Collected data entries:
####
// Shared engine state
//
// Single-writer / many-reader cell for the state an engine owns across calls
// (pattern table, conflict model, compatibility matrix). Readers grab the
// current `Arc<T>` and work on it without holding any lock; writers build a
// complete replacement and swap it in, so a reader sees either the old or the
// new version and never a mix.

use crate::models::ModId;
use std::sync::atomic::{AtomicU64, Ordering};
use std::sync::{Arc, Mutex, PoisonError, RwLock};
use tokio::sync::broadcast;

/// Change events emitted whenever engine-owned state is replaced
///
/// The orchestrator hands one sender to every engine so a single
/// subscription observes all of them.
#[derive(Clone, Debug, PartialEq)]
pub enum StateChange {
    /// The pattern table was rebuilt from history
    PatternsTrained { patterns: usize },

    /// The conflict classifier finished a training run
    ModelTrained { training_size: usize, accuracy: f64 },

    /// The compatibility matrix was rebuilt from its evidence log
    MatrixRebuilt { mods: usize, data_points: usize },

    /// A single pair of the compatibility matrix was updated
    MatrixUpdated { mod_a: ModId, mod_b: ModId },
}

/// Create the event channel shared by a set of engines
pub fn channel() -> broadcast::Sender<StateChange> {
    let (tx, _) = broadcast::channel(100);
    tx
}

/// Thread-safe, copy-on-replace state cell with event emission
///
/// # Usage
///
/// - [`snapshot()`](Self::snapshot) to take a consistent read view
/// - [`read()`](Self::read) to inspect without cloning the `Arc`
/// - [`replace()`](Self::replace) / [`update()`](Self::update) to publish a new version
/// - [`subscribe()`](Self::subscribe) for change notifications
pub struct SharedState<T> {
    current: RwLock<Arc<T>>,

    /// Serialises writers so read-modify-write updates never interleave
    writer: Mutex<()>,

    version: AtomicU64,

    events: broadcast::Sender<StateChange>,
}

impl<T> SharedState<T> {
    /// Create a cell with its own private event channel
    pub fn new(initial: T) -> Self {
        Self::with_events(initial, channel())
    }

    /// Create a cell that reports on an existing channel
    pub fn with_events(initial: T, events: broadcast::Sender<StateChange>) -> Self {
        Self {
            current: RwLock::new(Arc::new(initial)),
            writer: Mutex::new(()),
            version: AtomicU64::new(0),
            events,
        }
    }

    /// Current version; stays valid even if a writer replaces it afterwards
    pub fn snapshot(&self) -> Arc<T> {
        // Writers only ever swap a whole Arc, so a poisoned lock still holds a complete value
        Arc::clone(&self.current.read().unwrap_or_else(PoisonError::into_inner))
    }

    /// Execute a function with read access to the current version
    pub fn read<F, R>(&self, f: F) -> R
    where
        F: FnOnce(&T) -> R,
    {
        let snapshot = self.snapshot();
        f(&snapshot)
    }

    /// Number of replacements published so far
    pub fn version(&self) -> u64 {
        self.version.load(Ordering::Acquire)
    }

    /// Publish a complete replacement and emit the given events
    ///
    /// Returns the version this call published, even if another writer has
    /// already replaced it.
    pub fn replace(&self, next: T, changes: Vec<StateChange>) -> Arc<T> {
        let _guard = self.writer.lock().unwrap_or_else(PoisonError::into_inner);
        let next = Arc::new(next);
        self.publish(Arc::clone(&next), changes);
        next
    }

    /// Subscribe to state change events
    pub fn subscribe(&self) -> broadcast::Receiver<StateChange> {
        self.events.subscribe()
    }

    /// Sender shared with sibling engines
    pub fn events(&self) -> broadcast::Sender<StateChange> {
        self.events.clone()
    }

    fn publish(&self, next: Arc<T>, changes: Vec<StateChange>) {
        {
            let mut current = self.current.write().unwrap_or_else(PoisonError::into_inner);
            *current = next;
        }
        self.version.fetch_add(1, Ordering::AcqRel);

        for change in changes {
            // Ignore send errors - it's OK if no one is listening
            let _ = self.events.send(change);
        }
    }
}

impl<T: Clone> SharedState<T> {
    /// Clone the current version, mutate the copy, then swap it in
    ///
    /// The closure returns the events describing what it changed. Readers
    /// never observe the copy while it is being modified.
    pub fn update<F>(&self, update_fn: F) -> Vec<StateChange>
    where
        F: FnOnce(&mut T) -> Vec<StateChange>,
    {
        let _guard = self.writer.lock().unwrap_or_else(PoisonError::into_inner);
        let mut next = (*self.snapshot()).clone();
        let changes = update_fn(&mut next);
        self.publish(Arc::new(next), changes.clone());
        changes
    }
}

impl<T: Default> Default for SharedState<T> {
    fn default() -> Self {
        Self::new(T::default())
    }
}

impl<T: std::fmt::Debug> std::fmt::Debug for SharedState<T> {
    fn fmt(&self, f: &mut std::fmt::Formatter<'_>) -> std::fmt::Result {
        f.debug_struct("SharedState")
            .field("version", &self.version())
            .field("current", &self.snapshot())
            .finish()
    }
}

#[cfg(test)]
mod tests {
    use super::*;

    #[test]
    fn test_snapshot_survives_replace() {
        let state = SharedState::new(vec![1, 2, 3]);
        let before = state.snapshot();

        state.replace(vec![4], Vec::new());

        assert_eq!(*before, vec![1, 2, 3]);
        assert_eq!(*state.snapshot(), vec![4]);
        assert_eq!(state.version(), 1);
    }

    #[test]
    fn test_replace_returns_its_own_version() {
        let state = SharedState::new(0u32);
        let mine = state.replace(1, Vec::new());
        state.replace(2, Vec::new());

        assert_eq!(*mine, 1);
        assert_eq!(*state.snapshot(), 2);
    }

    #[test]
    fn test_update_emits_events() {
        let state = SharedState::new(0usize);
        let mut rx = state.subscribe();

        let changes = state.update(|value| {
            *value += 5;
            vec![StateChange::PatternsTrained { patterns: *value }]
        });

        assert_eq!(changes.len(), 1);
        assert_eq!(state.read(|value| *value), 5);
        assert_eq!(
            rx.try_recv().unwrap(),
            StateChange::PatternsTrained { patterns: 5 }
        );
    }

    #[test]
    fn test_shared_channel() {
        let events = channel();
        let a = SharedState::with_events(1u8, events.clone());
        let b = SharedState::with_events(2u8, events);
        let mut rx = a.subscribe();

        b.replace(
            3,
            vec![StateChange::MatrixUpdated {
                mod_a: "A".to_string(),
                mod_b: "B".to_string(),
            }],
        );

        assert!(matches!(
            rx.try_recv().unwrap(),
            StateChange::MatrixUpdated { .. }
        ));
    }

    #[test]
    fn test_concurrent_updates_are_serialised() {
        let state = Arc::new(SharedState::new(0u64));
        let handles: Vec<_> = (0..8)
            .map(|_| {
                let state = Arc::clone(&state);
                std::thread::spawn(move || {
                    for _ in 0..100 {
                        state.update(|value| {
                            *value += 1;
                            Vec::new()
                        });
                    }
                })
            })
            .collect();

        for handle in handles {
            handle.join().unwrap();
        }

        assert_eq!(*state.snapshot(), 800);
        assert_eq!(state.version(), 800);
    }
}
####
• What you are asked to do:
Among the lines above, return those that contain the string "Readers".

• Written response:
// (pattern table, conflict model, compatibility matrix). Readers grab the
    /// The closure returns the events describing what it changed. Readers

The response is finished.